A real-time coal level detection system in a raw coal bin
By installing multiple pressure sensing mechanisms on the coal bunker wall and using a push plate and torsion spring mechanical triggering method, the coal level can be monitored in real time, solving the stability and reliability problems of the detection system in the underground environment and achieving low false judgment rate and fast response.
Patent Information
- Authority / Receiving Office
- CN · China
- Patent Type
- Utility models(China)
- Current Assignee / Owner
- ANSAI INTELLIGENT TECH (LUOYANG) CO LTD
- Filing Date
- 2025-09-19
- Publication Date
- 2026-07-10
AI Technical Summary
Existing coal bunker level detection systems lack stability and reliability in underground environments with high dust, high humidity, and strong electromagnetic interference, making it difficult to meet mechanical reliability requirements. They also suffer from high false alarm rates and slow response speeds.

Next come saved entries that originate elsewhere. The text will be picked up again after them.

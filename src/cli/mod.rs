pub mod build;
pub mod completions;
pub mod generate;
pub mod materials;

use clap::{Parser, Subcommand};
use tracing_subscriber::EnvFilter;

use crate::diagnostic::LOG_TARGET;

/// armory - Procedural pixel-art item sprites
#[derive(Parser, Debug)]
#[command(name = "armory")]
#[command(version, about, long_about = None)]
pub struct Cli {
    /// Log engine debug events to stderr
    #[arg(short, long, global = true)]
    pub verbose: bool,

    #[command(subcommand)]
    pub command: Commands,
}

#[derive(Subcommand, Debug)]
pub enum Commands {
    /// Generate one item and write its PNG
    Generate(generate::GenerateArgs),

    /// Generate every recipe in a project (uses armory.yaml when present)
    Build(build::BuildArgs),

    /// List the built-in material catalog
    Materials(materials::MaterialsArgs),

    /// Generate shell completions
    Completions(completions::CompletionsArgs),
}

/// Log filter for the binary: `RUST_LOG` when set, otherwise `warn` (or
/// `debug` with `-v`).
///
/// Item diagnostics are muted by default because commands already print
/// them through the [`Printer`](crate::output::Printer).
pub fn log_filter(verbose: bool) -> EnvFilter {
    EnvFilter::try_from_default_env().unwrap_or_else(|_| default_filter(verbose))
}

fn default_filter(verbose: bool) -> EnvFilter {
    let level = if verbose { "debug" } else { "warn" };
    EnvFilter::new(format!("{},{}=off", level, LOG_TARGET))
}

#[cfg(test)]
mod tests {
    use super::*;
    use crate::diagnostic::{Diagnostic, UNKNOWN_MATERIAL};
    use std::io::Write;
    use std::sync::{Arc, Mutex};

    #[derive(Clone, Default)]
    struct Captured(Arc<Mutex<Vec<u8>>>);

    impl Write for Captured {
        fn write(&mut self, buf: &[u8]) -> std::io::Result<usize> {
            self.0.lock().unwrap().extend_from_slice(buf);
            Ok(buf.len())
        }

        fn flush(&mut self) -> std::io::Result<()> {
            Ok(())
        }
    }

    fn logged(verbose: bool) -> String {
        let captured = Captured::default();
        let writer = captured.clone();
        let subscriber = tracing_subscriber::fmt()
            .with_env_filter(default_filter(verbose))
            .with_writer(move || writer.clone())
            .with_ansi(false)
            .finish();
        tracing::subscriber::with_default(subscriber, || {
            Diagnostic::warning(UNKNOWN_MATERIAL, "unknown blade material 'UNKNOWNIUM'").emit();
            tracing::warn!(target: "px_armory::assemble", "engine warning");
            tracing::debug!(target: "px_armory::assemble", "drew blade");
        });
        let bytes = captured.0.lock().unwrap().clone();
        String::from_utf8(bytes).unwrap()
    }

    #[test]
    fn test_default_filter_leaves_diagnostics_to_printer() {
        let out = logged(false);
        assert!(out.contains("engine warning"));
        assert!(!out.contains("UNKNOWNIUM"));
        assert!(!out.contains("drew blade"));
    }

    #[test]
    fn test_verbose_filter_shows_debug_events() {
        let out = logged(true);
        assert!(out.contains("drew blade"));
        assert!(!out.contains("UNKNOWNIUM"));
    }
}
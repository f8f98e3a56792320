//! Item generators.
//!
//! Each item type is a small module: a sub-type enum, a declarative style
//! table, a `*Params` struct sampled from that table, and a plan built
//! from the params. Geometry comes from [`crate::shape`]; nothing here
//! does its own membership math.

mod armor;
mod bow;
mod mace;
mod ring;
mod robe;
mod shield;
mod sword;
mod trident;

pub use armor::{generate_armor, ArmorParams, ArmorType};
pub use bow::{generate_bow, BowParams, BowType};
pub use mace::{generate_mace, MaceParams, MaceType};
pub use ring::{generate_ring, RingParams, RingType};
pub use robe::{generate_robe, RobeParams, RobeType};
pub use shield::{generate_shield, ShieldParams, ShieldType};
pub use sword::{generate_sword, SwordParams, SwordType};
pub use trident::{generate_trident, TridentParams, TridentType};

use crate::assemble::{Item, ItemKind, ParameterSampler};
use crate::config::{ItemOptions, ResolvedSeed};
use crate::render::GridSpec;
use crate::types::MaterialDef;

/// Generate one item of `kind`.
pub fn generate(kind: ItemKind, options: &ItemOptions) -> Item {
    match kind {
        ItemKind::Sword => generate_sword(options),
        ItemKind::Mace => generate_mace(options),
        ItemKind::Trident => generate_trident(options),
        ItemKind::Bow => generate_bow(options),
        ItemKind::Shield => generate_shield(options),
        ItemKind::Ring => generate_ring(options),
        ItemKind::Armor => generate_armor(options),
        ItemKind::Robe => generate_robe(options),
    }
}

/// Sub-type keys for `kind`, for help text and listings.
pub fn sub_types(kind: ItemKind) -> Vec<&'static str> {
    use crate::assemble::Choice;
    match kind {
        ItemKind::Sword => SwordType::keys(),
        ItemKind::Mace => MaceType::keys(),
        ItemKind::Trident => TridentType::keys(),
        ItemKind::Bow => BowType::keys(),
        ItemKind::Shield => ShieldType::keys(),
        ItemKind::Ring => RingType::keys(),
        ItemKind::Armor => ArmorType::keys(),
        ItemKind::Robe => RobeType::keys(),
    }
}

/// Seed, sampler and grid shared by every generator call.
pub(crate) struct Session {
    pub seed: ResolvedSeed,
    pub sampler: ParameterSampler,
}

impl Session {
    pub fn start(options: &ItemOptions) -> Self {
        let seed = options.resolve_seed();
        Self {
            seed,
            sampler: ParameterSampler::new(seed.value),
        }
    }
}

pub(crate) fn grid(width: u32, height: u32, options: &ItemOptions) -> GridSpec {
    GridSpec::new(width, height, options.effective_scale())
}

/// Metadata value for a resolved material: its catalog key.
pub(crate) fn material_key(def: &MaterialDef) -> serde_json::Value {
    serde_json::Value::from(def.key)
}

/// Declare a sub-type enum and its [`Choice`](crate::assemble::Choice)
/// impl. The first variant is the default.
macro_rules! sub_type {
    (
        $(#[$meta:meta])*
        $name:ident, $family:literal {
            $first:ident => ($first_key:literal, $first_label:literal),
            $($variant:ident => ($key:literal, $label:literal)),* $(,)?
        }
    ) => {
        $(#[$meta])*
        #[derive(Debug, Clone, Copy, PartialEq, Eq, Hash, Default)]
        pub enum $name {
            #[default]
            $first,
            $($variant),*
        }

        impl $name {
            /// Display label used in item names.
            pub fn label(self) -> &'static str {
                match self {
                    $name::$first => $first_label,
                    $($name::$variant => $label),*
                }
            }
        }

        impl crate::assemble::Choice for $name {
            const FAMILY: &'static str = $family;
            const ALL: &'static [Self] = &[$name::$first, $($name::$variant),*];

            fn key(self) -> &'static str {
                match self {
                    $name::$first => $first_key,
                    $($name::$variant => $key),*
                }
            }
        }

        impl std::fmt::Display for $name {
            fn fmt(&self, f: &mut std::fmt::Formatter<'_>) -> std::fmt::Result {
                f.write_str(crate::assemble::Choice::key(*self))
            }
        }
    };
}

pub(crate) use sub_type;

#[cfg(test)]
mod tests {
    use super::*;
    use crate::diagnostic::{UNKNOWN_MATERIAL, UNKNOWN_SUBTYPE};
    use crate::types::FALLBACK_MATERIAL;

    fn options(seed: u64) -> ItemOptions {
        ItemOptions::new().with_seed(seed).with_scale(2)
    }

    #[test]
    fn test_every_kind_generates() {
        for kind in ItemKind::ALL {
            for seed in 0..6 {
                let item = generate(kind, &options(seed));
                assert!(!item.is_sentinel(), "{} seed {} broke: {:?}", kind, seed, item.item_data);
                assert_eq!(item.kind, kind);
                assert_eq!(item.seed, seed);
                assert!(item.surface.as_ref().unwrap().filled_count() > 0);
                assert!(item.warnings.is_empty(), "{}: {:?}", kind, item.warnings);
            }
        }
    }

    #[test]
    fn test_every_sub_type_generates() {
        for kind in ItemKind::ALL {
            for key in sub_types(kind) {
                let item = generate(kind, &options(5).with_sub_type(key));
                assert!(!item.is_sentinel(), "{} {}", kind, key);
                assert_eq!(item.item_data.get_str("subType"), Some(key));
            }
        }
    }

    #[test]
    fn test_unknown_material_falls_back_for_every_kind() {
        for kind in ItemKind::ALL {
            let item = generate(kind, &options(9).with_material("UNKNOWNIUM"));
            assert!(!item.is_sentinel());
            assert_eq!(item.item_data.get_str("material"), Some(FALLBACK_MATERIAL));
            assert!(item.name.contains("Iron"), "{}: {}", kind, item.name);
            assert!(item.warnings.iter().any(|w| w.code == UNKNOWN_MATERIAL));
        }
    }

    #[test]
    fn test_unknown_sub_type_warns() {
        for kind in ItemKind::ALL {
            let item = generate(kind, &options(2).with_sub_type("zweihander-deluxe"));
            assert!(!item.is_sentinel());
            assert!(sub_types(kind).contains(&item.item_data.get_str("subType").unwrap()));
            assert!(item.warnings.iter().any(|w| w.code == UNKNOWN_SUBTYPE));
        }
    }

    #[test]
    fn test_same_seed_is_deterministic() {
        for kind in ItemKind::ALL {
            let a = generate(kind, &options(1234));
            let b = generate(kind, &options(1234));
            assert_eq!(a.surface, b.surface);
            assert_eq!(a.to_json().unwrap(), b.to_json().unwrap());
        }
    }

    #[test]
    fn test_bad_scale_yields_sentinel() {
        let item = generate(ItemKind::Sword, &options(1).with_scale(0));
        assert!(item.is_sentinel());
        let item = generate(ItemKind::Robe, &options(1).with_scale(500));
        assert!(item.is_sentinel());
    }

    #[test]
    fn test_entropy_seed_is_recorded() {
        let item = generate(ItemKind::Ring, &ItemOptions::new());
        assert_eq!(item.item_data.get_str("seedSource"), Some("entropy"));
        let replay = generate(ItemKind::Ring, &ItemOptions::new().with_seed(item.seed));
        assert_eq!(item.surface, replay.surface);
    }
}
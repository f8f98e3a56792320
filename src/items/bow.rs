//! Bows: arced limbs, a string between the tips and a grip wrap.

use crate::assemble::{
    assemble, Anchor, AttachmentPoint, ComponentPlan, Item, ItemData, ItemKind, ItemName,
    ParameterSampler, Part, TaperAnchors, TaperedPart,
};
use crate::config::{ItemOptions, ResolvedSeed};
use crate::diagnostic::Diagnostics;
use crate::render::GridSpec;
use crate::shape::{CenterLine, Point, Rect, ShapeSpec, TaperedBody, WidthProfile};
use crate::types::{MaterialClass, MaterialDef};

use super::{grid, material_key, sub_type, Session};

const GRID_WIDTH: u32 = 24;
const GRID_HEIGHT: u32 = 56;
const STRING_X: i32 = 16;
const TOP: i32 = 2;

sub_type! {
    BowType, "bow" {
        Longbow => ("longbow", "Longbow"),
        Shortbow => ("shortbow", "Shortbow"),
        Flatbow => ("flatbow", "Flatbow"),
    }
}

struct BowStyle {
    length: (u32, u32),
    depth: (f64, f64),
    middle: u32,
    grip_rows: u32,
}

const LONGBOW: BowStyle = BowStyle {
    length: (48, 52),
    depth: (6.0, 8.0),
    middle: 3,
    grip_rows: 6,
};

const SHORTBOW: BowStyle = BowStyle {
    length: (34, 38),
    depth: (5.0, 7.0),
    middle: 3,
    grip_rows: 4,
};

const FLATBOW: BowStyle = BowStyle {
    length: (40, 44),
    depth: (4.0, 6.0),
    middle: 5,
    grip_rows: 5,
};

impl BowType {
    fn style(self) -> &'static BowStyle {
        match self {
            BowType::Longbow => &LONGBOW,
            BowType::Shortbow => &SHORTBOW,
            BowType::Flatbow => &FLATBOW,
        }
    }
}

/// Resolved bow parameters.
#[derive(Debug, Clone)]
pub struct BowParams {
    pub sub_type: BowType,
    pub limbs: &'static MaterialDef,
    pub string: &'static MaterialDef,
    pub grip: &'static MaterialDef,
    pub length: u32,
    /// How far the limb middle bends away from the string.
    pub depth: f64,
}

impl BowParams {
    pub fn sample(sampler: &mut ParameterSampler, options: &ItemOptions) -> Self {
        let sub_type: BowType = sampler.variant(options.sub_type());
        let style = sub_type.style();
        Self {
            sub_type,
            limbs: sampler.material("limbs", options.material(), MaterialClass::Wood),
            string: sampler.material("string", options.string_material.as_deref(), MaterialClass::Cord),
            grip: sampler.material("grip", options.grip_material.as_deref(), MaterialClass::Leather),
            length: sampler.size_in(style.length.0, style.length.1),
            depth: sampler.float_in(style.depth.0, style.depth.1),
        }
    }

    pub fn body(&self) -> TaperedBody {
        TaperedBody::new(
            self.length,
            WidthProfile::Bulge {
                ends: 1,
                middle: self.sub_type.style().middle,
            },
        )
        .with_center(CenterLine::Arc { amount: -self.depth })
    }

    fn data(&self) -> ItemData {
        ItemData::new()
            .with("subType", self.sub_type.to_string())
            .with("material", material_key(self.limbs))
            .with("stringMaterial", material_key(self.string))
            .with("gripMaterial", material_key(self.grip))
            .with("length", self.length)
            .with("depth", self.depth)
    }

    pub fn plan(&self, grid: GridSpec, seed: ResolvedSeed, diagnostics: Diagnostics) -> ComponentPlan {
        let limbs = TaperedPart::new("limbs", self.body(), Point::new(STRING_X, TOP), self.limbs.palette())
            .recording(TaperAnchors {
                top: Some(Anchor::LimbTop),
                bottom: Some(Anchor::LimbBottom),
                middle: Some(Anchor::GripCenter),
                ..TaperAnchors::default()
            });
        let string = self.string.palette();
        let grip = self.grip.palette();
        let grip_rows = self.sub_type.style().grip_rows;

        ComponentPlan::new(ItemKind::Bow, grid, seed)
            .named(ItemName::new(self.limbs.name, self.sub_type.label()))
            .with_data(self.data())
            .with_diagnostics(diagnostics)
            .component(move |_| Ok(limbs.boxed()))
            .attached("limbs", move |board| {
                let top = board.point(Anchor::LimbTop)?;
                let bottom = board.point(Anchor::LimbBottom)?;
                let rows = (bottom.y - top.y + 1).max(1) as u32;
                Ok(Part::new("string", ShapeSpec::Rect(Rect::new(1, rows)).at(Point::new(top.x, top.y)), string).boxed())
            })
            .component(move |board| {
                let c = board.point(Anchor::GripCenter)?;
                let top = c.y - grip_rows as i32 / 2;
                Ok(Part::new("grip", ShapeSpec::Rect(Rect::new(c.span + 1, grip_rows)).at(Point::new(c.x, top)), grip)
                    .boxed())
            })
    }
}

/// Generate a bow.
pub fn generate_bow(options: &ItemOptions) -> Item {
    let Session { seed, mut sampler } = Session::start(options);
    let params = BowParams::sample(&mut sampler, options);
    let plan = params.plan(grid(GRID_WIDTH, GRID_HEIGHT, options), seed, sampler.into_diagnostics());
    assemble(plan)
}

It employs multiple pressure sensing mechanisms, including a bearing tube and pressure sensing elements, and monitors the coal level in real time through mechanical triggering by a push plate and torsion spring. The sensor signals are connected to a display, resulting in a simple structure and strong anti-interference capability.
It achieves high stability and low false alarm rate under complex working conditions, has fast response speed, reduces operation and maintenance costs, and is suitable for complex underground coal mine environments.
Smart Images

Figure CN224480217U_ABST
Abstract
Description
Technical Field
[0001] This utility model relates to the field of detection and alarm technology for raw coal bunkers in underground coal mines, specifically a real-time coal level detection system in a raw coal bunker. Background Technology
[0002] In coal conveying systems, raw coal bunkers serve as crucial intermediate buffers and storage facilities, and their coal level directly impacts the continuity and stability of the entire production process. Low coal levels can lead to supply interruptions, affecting downstream equipment operation; high coal levels can cause bunker blockages, coal spills, and other safety hazards, even impacting overall mine production efficiency. With the continuous improvement of automation and intelligence in the coal industry, real-time and accurate monitoring of coal bunker storage, and coordinated control with underground conveyor belts, feeders, and other equipment, has become a vital link in ensuring safe and efficient coal mine production. Therefore, developing a reliable and stable coal bunker level detection and early warning system is of great significance for improving the level of automated management in coal mines.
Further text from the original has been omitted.